Missionaries pursued an opportunistic strategy that exploited and exacerbated the existing inter-village conflicts. After the Second Opium War of 1860, and the First Sino-Japanese War of 1895, the Imperial Government of China was dominated by foreign powers. Missionaries, primarily from France, Germany and Great Britain, used this new political leverage to gain converts. “Here, their effective intervention in what essentially were ongoing struggles for scarce resources were of crucial importance and brought remarkable results…foreign priests demonstrated their power by winning disputes on behalf of converts and potential converts…Thus ‘conversion’ became a part of the repertoire of collective—and to some extent individual—rural survival strategies for a significant minority in a violently competitive environment...For example, the French Jesuits had gained the reputation for being very powerful as a consequence of their successful settlement of the Big Sword (Dadaohui) affair of 1896…local officials had to offer apologies, pay indemnities, and promise to protect the church…As Rosario Renaud has noted, ‘No power—that of the Emperor excepted—has ever achieved anything like it in Xuzhou’” (Bickers & Tiedemann [eds.], p. 21). As a result, Chinese communities that had converted to Christianity gained dominion in resources and legal disputes over those who did not convert. This created resentments, that would increase the number of recruits against Christians during the Boxer War and result in more casualties on both sides.
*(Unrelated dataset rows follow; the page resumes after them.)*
use std::time::Duration;

use tick_digits::config::{symbol_label, Config, DerivConfig, DEFAULT_SYMBOL, KNOWN_SYMBOLS};

fn deriv_config(symbol: &str, symbols: &[&str]) -> DerivConfig {
    DerivConfig {
        ws_base_url: "wss://ws.derivws.com/websockets/v3".to_string(),
        app_id: "1089".to_string(),
        symbol: symbol.to_string(),
        symbols: symbols.iter().map(|s| s.to_string()).collect(),
        tick_count: 1000,
        reconnect_delay_ms: 2000,
        ping_interval_secs: 30,
        request_timeout_ms: 30_000,
        api_token: None,
    }
}

#[test]
fn parse_default_toml() {
    let toml_str = r#"
[deriv]
ws_base_url = "wss://ws.derivws.com/websockets/v3"
app_id = "1089"
symbol = "R_50"
symbols = ["R_10", "1HZ100V"]
tick_count = 500
reconnect_delay_ms = 1500
ping_interval_secs = 20
request_timeout_ms = 10000

[analysis]
reference_digit = 5
recent_digits = 30
report_interval_ms = 250

[logging]
level = "debug"
json = true
"#;
    let config = Config::from_toml_str(toml_str).unwrap();
    assert_eq!(config.deriv.symbol, "R_50");
    assert_eq!(config.deriv.symbols.len(), 2);
    assert_eq!(config.deriv.tick_count, 500);
    assert_eq!(config.deriv.reconnect_delay(), Duration::from_millis(1500));
    assert_eq!(config.deriv.ping_interval(), Duration::from_secs(20));
    assert_eq!(config.deriv.request_timeout(), Some(Duration::from_secs(10)));
    assert_eq!(config.deriv.api_token, None);
    assert_eq!(config.analysis.reference_digit, Some(5));
    assert_eq!(config.analysis.recent_digits, 30);
    assert_eq!(config.analysis.report_interval_ms, 250);
    assert_eq!(config.logging.level, "debug");
    assert!(config.logging.json);
}

#[test]
/// Verifies defaults: only the endpoint and app id are required.
fn minimal_toml_uses_defaults() {
    let toml_str = r#"
[deriv]
ws_base_url = "wss://ws.derivws.com/websockets/v3"
app_id = "1089"
"#;
    let config = Config::from_toml_str(toml_str).unwrap();
    assert_eq!(config.deriv.symbol, DEFAULT_SYMBOL);
    assert_eq!(config.deriv.symbols.len(), KNOWN_SYMBOLS.len());
    assert_eq!(config.deriv.tick_count, 1000);
    assert_eq!(config.deriv.reconnect_delay(), Duration::from_secs(2));
    assert_eq!(config.deriv.request_timeout(), Some(Duration::from_secs(30)));
    assert_eq!(config.analysis.reference_digit, None);
    assert_eq!(config.analysis.recent_digits, 50);
    assert_eq!(config.logging.level, "info");
    assert!(!config.logging.json);
}

#[test]
/// Verifies the application id is attached to the websocket endpoint.
fn ws_url_appends_app_id() {
    let cfg = deriv_config("R_100", &[]);
    assert_eq!(
        cfg.ws_url().unwrap(),
        "wss://ws.derivws.com/websockets/v3?app_id=1089"
    );
    let session = cfg.session_config().unwrap();
    assert_eq!(session.url, "wss://ws.derivws.com/websockets/v3?app_id=1089");
    assert_eq!(session.ping_interval, Duration::from_secs(30));
}

#[test]
/// Verifies validation rejects values the feed cannot run with.
fn invalid_values_are_rejected() {
    let cases = [
        r#"
[deriv]
ws_base_url = "https://ws.derivws.com/websockets/v3"
app_id = "1089"
"#,
        r#"
[deriv]
ws_base_url = "wss://ws.derivws.com/websockets/v3"
app_id = "1089"
tick_count = 0
"#,
        r#"
[deriv]
ws_base_url = "wss://ws.derivws.com/websockets/v3"
app_id = "  "
"#,
        r#"
[deriv]
ws_base_url = "wss://ws.derivws.com/websockets/v3"
app_id = "1089"
symbol = ""
"#,
        r#"
[deriv]
ws_base_url = "wss://ws.derivws.com/websockets/v3"
app_id = "1089"

[analysis]
reference_digit = 12
"#,
    ];
    for case in cases {
        assert!(Config::from_toml_str(case).is_err(), "accepted: {}", case);
    }
}

#[test]
fn tradable_symbols_dedup_and_include_primary() {
    let cfg = deriv_config(" R_100 ", &["R_50", "R_100", "  ", "1HZ10V", "R_50"]);
    assert_eq!(
        cfg.tradable_symbols(),
        vec!["R_100".to_string(), "R_50".to_string(), "1HZ10V".to_string()]
    );
}

#[test]
fn known_symbols_have_labels() {
    assert_eq!(symbol_label("1HZ10V"), Some("Volatility 10 (1s) Index"));
    assert_eq!(symbol_label("RDBULL"), Some("Bull Market Index"));
    assert_eq!(symbol_label("frxEURUSD"), None);
}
Northern China was an ecologically fragile area prone to severe droughts and severe flooding. These were perpetual and unavoidable. It was at a juncture between natural disaster and resentment of Christian missionaries that the Boxers made their appearance. “Facing first floods and then drought, these men had placed their hopes for salvation in…martial arts and spirit possession practices that had emerged in northwest Shandong province between 1898 and 1899. As they understood it, the alien presences in the land and their Chinese compatriots who had turned their backs on their identity by converting to Christianity had knocked the world out of kilter. To restore order and to bring on the rains, the land needed to be purged. In many instances, existing local tensions and conflicts between Christian and non-Christian communities and villages—over land, over water, over participation in community life—further fed the flames. Attacks on Christians spiraled into attacks on missionaries and other foreigners” (Bickers & Tiedemann [eds.], p. xiii).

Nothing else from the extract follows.